> **ASSIGNED TASK**
Among the following entries, count the lines that contain "Some" and report only the result.

[Collected data entries]
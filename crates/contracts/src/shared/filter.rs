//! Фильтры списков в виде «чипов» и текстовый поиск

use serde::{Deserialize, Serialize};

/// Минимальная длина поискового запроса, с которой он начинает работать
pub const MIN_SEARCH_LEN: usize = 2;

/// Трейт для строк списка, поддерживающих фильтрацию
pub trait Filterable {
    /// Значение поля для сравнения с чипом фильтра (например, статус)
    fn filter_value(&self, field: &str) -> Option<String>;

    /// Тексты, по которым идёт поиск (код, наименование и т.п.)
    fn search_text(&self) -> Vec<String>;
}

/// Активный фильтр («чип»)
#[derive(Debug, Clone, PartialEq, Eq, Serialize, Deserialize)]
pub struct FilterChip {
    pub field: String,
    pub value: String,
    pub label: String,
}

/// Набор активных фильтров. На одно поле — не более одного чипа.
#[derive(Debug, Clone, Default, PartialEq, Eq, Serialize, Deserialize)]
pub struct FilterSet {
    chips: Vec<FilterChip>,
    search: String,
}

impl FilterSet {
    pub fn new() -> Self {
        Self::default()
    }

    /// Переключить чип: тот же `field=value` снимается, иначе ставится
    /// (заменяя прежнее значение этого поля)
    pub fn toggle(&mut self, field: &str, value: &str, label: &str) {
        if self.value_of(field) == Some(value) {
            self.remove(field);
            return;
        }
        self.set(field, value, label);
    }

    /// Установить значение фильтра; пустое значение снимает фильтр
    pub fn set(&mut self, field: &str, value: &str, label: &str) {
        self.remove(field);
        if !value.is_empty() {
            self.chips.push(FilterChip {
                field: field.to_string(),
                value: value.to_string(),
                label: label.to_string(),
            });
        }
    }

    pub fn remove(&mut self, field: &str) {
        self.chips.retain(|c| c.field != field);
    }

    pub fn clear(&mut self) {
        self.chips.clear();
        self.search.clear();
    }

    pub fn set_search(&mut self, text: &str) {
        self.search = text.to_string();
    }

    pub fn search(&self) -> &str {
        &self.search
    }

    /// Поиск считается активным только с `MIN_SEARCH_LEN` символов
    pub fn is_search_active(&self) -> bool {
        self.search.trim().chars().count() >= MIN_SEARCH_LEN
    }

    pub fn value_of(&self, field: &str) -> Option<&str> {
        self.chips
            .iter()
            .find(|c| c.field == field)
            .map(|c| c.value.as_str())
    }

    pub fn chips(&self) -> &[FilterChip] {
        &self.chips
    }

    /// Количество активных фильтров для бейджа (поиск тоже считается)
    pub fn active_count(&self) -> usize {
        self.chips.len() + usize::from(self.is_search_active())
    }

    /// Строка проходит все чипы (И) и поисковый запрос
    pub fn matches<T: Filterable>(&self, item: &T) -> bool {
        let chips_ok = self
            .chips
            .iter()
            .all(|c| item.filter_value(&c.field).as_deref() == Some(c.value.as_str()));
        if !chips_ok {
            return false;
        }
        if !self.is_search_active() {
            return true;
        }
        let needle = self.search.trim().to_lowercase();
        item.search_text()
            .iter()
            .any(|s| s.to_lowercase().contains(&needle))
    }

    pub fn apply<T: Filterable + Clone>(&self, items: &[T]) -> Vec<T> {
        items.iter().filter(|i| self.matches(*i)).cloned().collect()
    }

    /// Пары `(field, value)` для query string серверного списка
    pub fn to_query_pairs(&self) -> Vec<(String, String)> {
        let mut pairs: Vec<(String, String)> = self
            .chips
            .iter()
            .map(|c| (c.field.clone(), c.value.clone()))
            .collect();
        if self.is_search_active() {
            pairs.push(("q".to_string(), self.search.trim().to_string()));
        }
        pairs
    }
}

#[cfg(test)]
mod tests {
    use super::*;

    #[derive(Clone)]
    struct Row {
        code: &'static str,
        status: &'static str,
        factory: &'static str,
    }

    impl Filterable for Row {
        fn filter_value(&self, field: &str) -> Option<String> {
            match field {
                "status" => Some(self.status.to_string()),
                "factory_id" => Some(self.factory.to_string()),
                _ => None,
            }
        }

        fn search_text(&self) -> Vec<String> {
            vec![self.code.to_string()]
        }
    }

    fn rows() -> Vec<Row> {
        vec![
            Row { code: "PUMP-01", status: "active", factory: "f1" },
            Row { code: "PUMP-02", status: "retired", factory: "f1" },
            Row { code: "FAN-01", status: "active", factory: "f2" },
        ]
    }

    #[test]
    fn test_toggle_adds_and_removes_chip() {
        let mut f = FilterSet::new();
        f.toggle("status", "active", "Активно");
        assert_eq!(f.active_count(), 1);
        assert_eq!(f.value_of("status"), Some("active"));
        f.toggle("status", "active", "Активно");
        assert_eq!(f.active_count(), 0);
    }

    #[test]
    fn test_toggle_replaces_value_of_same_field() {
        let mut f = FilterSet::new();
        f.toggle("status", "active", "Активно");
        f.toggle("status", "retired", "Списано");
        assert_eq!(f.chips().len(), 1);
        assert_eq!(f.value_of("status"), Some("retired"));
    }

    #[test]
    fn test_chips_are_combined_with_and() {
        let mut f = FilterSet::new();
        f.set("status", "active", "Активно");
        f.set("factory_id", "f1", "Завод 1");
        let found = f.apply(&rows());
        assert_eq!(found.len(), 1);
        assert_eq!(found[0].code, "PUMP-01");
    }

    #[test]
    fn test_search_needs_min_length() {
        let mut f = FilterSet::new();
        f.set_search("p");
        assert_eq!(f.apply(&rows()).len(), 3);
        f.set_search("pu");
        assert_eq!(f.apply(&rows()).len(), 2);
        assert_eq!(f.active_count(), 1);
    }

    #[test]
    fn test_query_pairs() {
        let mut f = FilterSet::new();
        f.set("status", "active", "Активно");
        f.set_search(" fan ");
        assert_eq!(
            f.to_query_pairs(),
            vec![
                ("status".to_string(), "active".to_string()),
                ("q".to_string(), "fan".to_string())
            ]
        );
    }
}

> **ANSWER TO THIS EXERCISE**
6